一年前か。何気なく手に取った一枚だった。
最近、あらためて聴き直している。
きっかけは、キース・ジャレットの『ケルン・コンサート』の映画だった。
あれを観てから、何か心をざわつかせるものがある。
「即興」とは何か。
「音楽」とは何か。
「ジャズ」とは。
「クラシック」とは。
もっと根源的なところで、何かが揺れている。
このレコードに収められているのは、
アラム・ハチャトゥリアンのピアノ協奏曲と、
アレクサンドル・スクリャービンのピアノ小品だ。
ハチャトゥリアンの音楽には、コーカサス(アルメニア)の舞曲的リズムが流れている。
民族音楽とクラシックの融合、と言ってしまえばそれまでだが、
実際に鳴っているのは、もっと肉体的な何かだ。

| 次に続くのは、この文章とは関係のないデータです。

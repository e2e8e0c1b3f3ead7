//! Condition expressions for conditional writes.
//!
//! A [`Condition`] is a predicate tree plus the placeholder bindings it uses:
//! `#name` placeholders map to attribute names, `:value` placeholders map to
//! attribute values. Backends evaluate a condition against the currently
//! stored item (or its absence) atomically with the write.

use crate::error::ConditionError;
use optilock_types::Attributes;
use serde_json::{Number, Value};
use std::cmp::Ordering;
use std::collections::BTreeMap;
use std::fmt;

/// Either side of a comparison.
#[derive(Debug, Clone, PartialEq, Eq)]
pub enum Operand {
    /// An attribute path: a `#placeholder` or a literal attribute name.
    Path(String),
    /// A `:placeholder` bound to a value.
    Value(String),
}

#[derive(Debug, Clone, Copy, PartialEq, Eq)]
pub enum Comparator {
    Eq,
    Ne,
    Lt,
    Le,
    Gt,
    Ge,
}

impl Comparator {
    fn symbol(self) -> &'static str {
        match self {
            Self::Eq => "=",
            Self::Ne => "<>",
            Self::Lt => "<",
            Self::Le => "<=",
            Self::Gt => ">",
            Self::Ge => ">=",
        }
    }

    fn holds(self, ordering: Ordering) -> bool {
        match self {
            Self::Eq => ordering == Ordering::Equal,
            Self::Ne => ordering != Ordering::Equal,
            Self::Lt => ordering == Ordering::Less,
            Self::Le => ordering != Ordering::Greater,
            Self::Gt => ordering == Ordering::Greater,
            Self::Ge => ordering != Ordering::Less,
        }
    }
}

/// A predicate tree.
#[derive(Debug, Clone, PartialEq, Eq)]
pub enum Predicate {
    AttributeExists(String),
    AttributeNotExists(String),
    Compare(Operand, Comparator, Operand),
    And(Box<Predicate>, Box<Predicate>),
    Or(Box<Predicate>, Box<Predicate>),
    Not(Box<Predicate>),
}

impl Predicate {
    pub fn and(self, other: Predicate) -> Predicate {
        Predicate::And(Box::new(self), Box::new(other))
    }

    pub fn or(self, other: Predicate) -> Predicate {
        Predicate::Or(Box::new(self), Box::new(other))
    }

    pub fn negate(self) -> Predicate {
        Predicate::Not(Box::new(self))
    }

    fn is_compound(&self) -> bool {
        matches!(self, Predicate::And(..) | Predicate::Or(..))
    }
}

/// A predicate with its placeholder bindings.
#[derive(Debug, Clone, PartialEq)]
pub struct Condition {
    predicate: Predicate,
    names: BTreeMap<String, String>,
    values: BTreeMap<String, Value>,
}

impl Condition {
    /// Creates a condition with no bindings.
    pub fn new(predicate: Predicate) -> Self {
        Self {
            predicate,
            names: BTreeMap::new(),
            values: BTreeMap::new(),
        }
    }

    /// Binds a `#name` placeholder to an attribute name.
    pub fn with_name(mut self, placeholder: impl Into<String>, attribute: impl Into<String>) -> Self {
        self.names.insert(placeholder.into(), attribute.into());
        self
    }

    /// Binds a `:value` placeholder to a value.
    pub fn with_value(mut self, placeholder: impl Into<String>, value: impl Into<Value>) -> Self {
        self.values.insert(placeholder.into(), value.into());
        self
    }

    /// `#attr = :attr`
    pub fn equals(attribute: &str, value: impl Into<Value>) -> Self {
        Self::compare(attribute, Comparator::Eq, value)
    }

    /// `#attr <op> :attr`
    pub fn compare(attribute: &str, comparator: Comparator, value: impl Into<Value>) -> Self {
        let name = format!("#{attribute}");
        let placeholder = format!(":{attribute}");
        Self::new(Predicate::Compare(
            Operand::Path(name.clone()),
            comparator,
            Operand::Value(placeholder.clone()),
        ))
        .with_name(name, attribute)
        .with_value(placeholder, value)
    }

    /// `attribute_exists(#attr)`
    pub fn attribute_exists(attribute: &str) -> Self {
        let name = format!("#{attribute}");
        Self::new(Predicate::AttributeExists(name.clone())).with_name(name, attribute)
    }

    /// `attribute_not_exists(#attr)`
    pub fn attribute_not_exists(attribute: &str) -> Self {
        let name = format!("#{attribute}");
        Self::new(Predicate::AttributeNotExists(name.clone())).with_name(name, attribute)
    }

    pub fn predicate(&self) -> &Predicate {
        &self.predicate
    }

    pub fn names(&self) -> &BTreeMap<String, String> {
        &self.names
    }

    pub fn values(&self) -> &BTreeMap<String, Value> {
        &self.values
    }

    /// Returns true if `placeholder` is bound as a name.
    pub fn uses_name(&self, placeholder: &str) -> bool {
        self.names.contains_key(placeholder)
    }

    /// Returns true if `placeholder` is bound as a value.
    pub fn uses_value(&self, placeholder: &str) -> bool {
        self.values.contains_key(placeholder)
    }

    /// Combines two conditions with AND, merging their bindings.
    ///
    /// A placeholder bound by both sides must be bound identically.
    pub fn and(self, other: Condition) -> Result<Condition, ConditionError> {
        self.combine(other, Predicate::and)
    }

    /// Combines two conditions with OR, merging their bindings.
    pub fn or(self, other: Condition) -> Result<Condition, ConditionError> {
        self.combine(other, Predicate::or)
    }

    fn combine(
        mut self,
        other: Condition,
        join: fn(Predicate, Predicate) -> Predicate,
    ) -> Result<Condition, ConditionError> {
        for (placeholder, attribute) in other.names {
            match self.names.get(&placeholder) {
                Some(existing) if *existing != attribute => {
                    return Err(ConditionError::PlaceholderCollision(placeholder));
                }
                _ => {
                    self.names.insert(placeholder, attribute);
                }
            }
        }
        for (placeholder, value) in other.values {
            match self.values.get(&placeholder) {
                Some(existing) if *existing != value => {
                    return Err(ConditionError::PlaceholderCollision(placeholder));
                }
                _ => {
                    self.values.insert(placeholder, value);
                }
            }
        }
        Ok(Condition {
            predicate: join(self.predicate, other.predicate),
            names: self.names,
            values: self.values,
        })
    }

    /// Evaluates the condition against the stored item, if any.
    ///
    /// Comparisons involving a missing attribute are false; values of
    /// different types are never ordered.
    pub fn evaluate(&self, item: Option<&Attributes>) -> Result<bool, ConditionError> {
        self.eval(&self.predicate, item)
    }

    fn eval(&self, predicate: &Predicate, item: Option<&Attributes>) -> Result<bool, ConditionError> {
        Ok(match predicate {
            Predicate::AttributeExists(path) => self.lookup(path, item)?.is_some(),
            Predicate::AttributeNotExists(path) => self.lookup(path, item)?.is_none(),
            Predicate::Compare(left, comparator, right) => {
                let left = self.operand(left, item)?;
                let right = self.operand(right, item)?;
                match (left, right) {
                    (Some(l), Some(r)) => match order(l, r) {
                        Some(ordering) => comparator.holds(ordering),
                        None => *comparator == Comparator::Ne,
                    },
                    _ => false,
                }
            }
            Predicate::And(l, r) => self.eval(l, item)? && self.eval(r, item)?,
            Predicate::Or(l, r) => self.eval(l, item)? || self.eval(r, item)?,
            Predicate::Not(inner) => !self.eval(inner, item)?,
        })
    }

    fn operand<'a>(
        &'a self,
        operand: &Operand,
        item: Option<&'a Attributes>,
    ) -> Result<Option<&'a Value>, ConditionError> {
        match operand {
            Operand::Path(path) => self.lookup(path, item),
            Operand::Value(placeholder) => self
                .values
                .get(placeholder)
                .map(Some)
                .ok_or_else(|| ConditionError::UnknownPlaceholder(placeholder.clone())),
        }
    }

    fn lookup<'a>(
        &self,
        path: &str,
        item: Option<&'a Attributes>,
    ) -> Result<Option<&'a Value>, ConditionError> {
        let attribute = if path.starts_with('#') {
            self.names
                .get(path)
                .ok_or_else(|| ConditionError::UnknownPlaceholder(path.to_string()))?
                .as_str()
        } else {
            path
        };
        Ok(item.and_then(|item| item.get(attribute)))
    }
}

fn order(left: &Value, right: &Value) -> Option<Ordering> {
    match (left, right) {
        (Value::Number(l), Value::Number(r)) => order_numbers(l, r),
        (Value::String(l), Value::String(r)) => Some(l.cmp(r)),
        (l, r) if l == r => Some(Ordering::Equal),
        _ => None,
    }
}

fn order_numbers(left: &Number, right: &Number) -> Option<Ordering> {
    if let (Some(l), Some(r)) = (left.as_u64(), right.as_u64()) {
        return Some(l.cmp(&r));
    }
    if let (Some(l), Some(r)) = (left.as_i64(), right.as_i64()) {
        return Some(l.cmp(&r));
    }
    left.as_f64()?.partial_cmp(&right.as_f64()?)
}

impl fmt::Display for Operand {
    fn fmt(&self, f: &mut fmt::Formatter<'_>) -> fmt::Result {
        match self {
            Operand::Path(path) => f.write_str(path),
            Operand::Value(placeholder) => f.write_str(placeholder),
        }
    }
}

impl fmt::Display for Predicate {
    fn fmt(&self, f: &mut fmt::Formatter<'_>) -> fmt::Result {
        match self {
            Predicate::AttributeExists(path) => write!(f, "attribute_exists({path})"),
            Predicate::AttributeNotExists(path) => write!(f, "attribute_not_exists({path})"),
            Predicate::Compare(l, op, r) => write!(f, "{l} {} {r}", op.symbol()),
            Predicate::And(l, r) => write!(f, "({l}) AND ({r})"),
            Predicate::Or(l, r) => {
                write_operand(f, l)?;
                f.write_str(" OR ")?;
                write_operand(f, r)
            }
            Predicate::Not(inner) => write!(f, "NOT ({inner})"),
        }
    }
}

fn write_operand(f: &mut fmt::Formatter<'_>, predicate: &Predicate) -> fmt::Result {
    if predicate.is_compound() {
        write!(f, "({predicate})")
    } else {
        write!(f, "{predicate}")
    }
}

impl fmt::Display for Condition {
    fn fmt(&self, f: &mut fmt::Formatter<'_>) -> fmt::Result {
        self.predicate.fmt(f)
    }
}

エナジー。
演奏しているのはチェコの音楽家たち。
ピアノはアントニン・イェメリーク、
指揮はアロイス・クリマ、
オーケストラはチェコ・フィルハーモニー管弦楽団。
この組み合わせもまた、どこか面白い。
このレコードを手に取った理由のひとつは、ジャケットだった。
ピアノ内部を図解したようなデザインに、赤・黄・青の幾何学。
だが、実際に流れてくる音は、整っていないように感じる。
ハチャトゥリアンのピアノは、打楽器のように鳴り、
スクリャービンの音は、時間の中に溶けていく。
それは書かれた音楽でありながら、
どこか即興の気配を帯びている。
ふと、キース・ジャレットの即興を思い出す。
クラシックとジャズの境界は?
ジャンル?
そんなことは忘れてもいいんじゃないか。
「音がそこにある」。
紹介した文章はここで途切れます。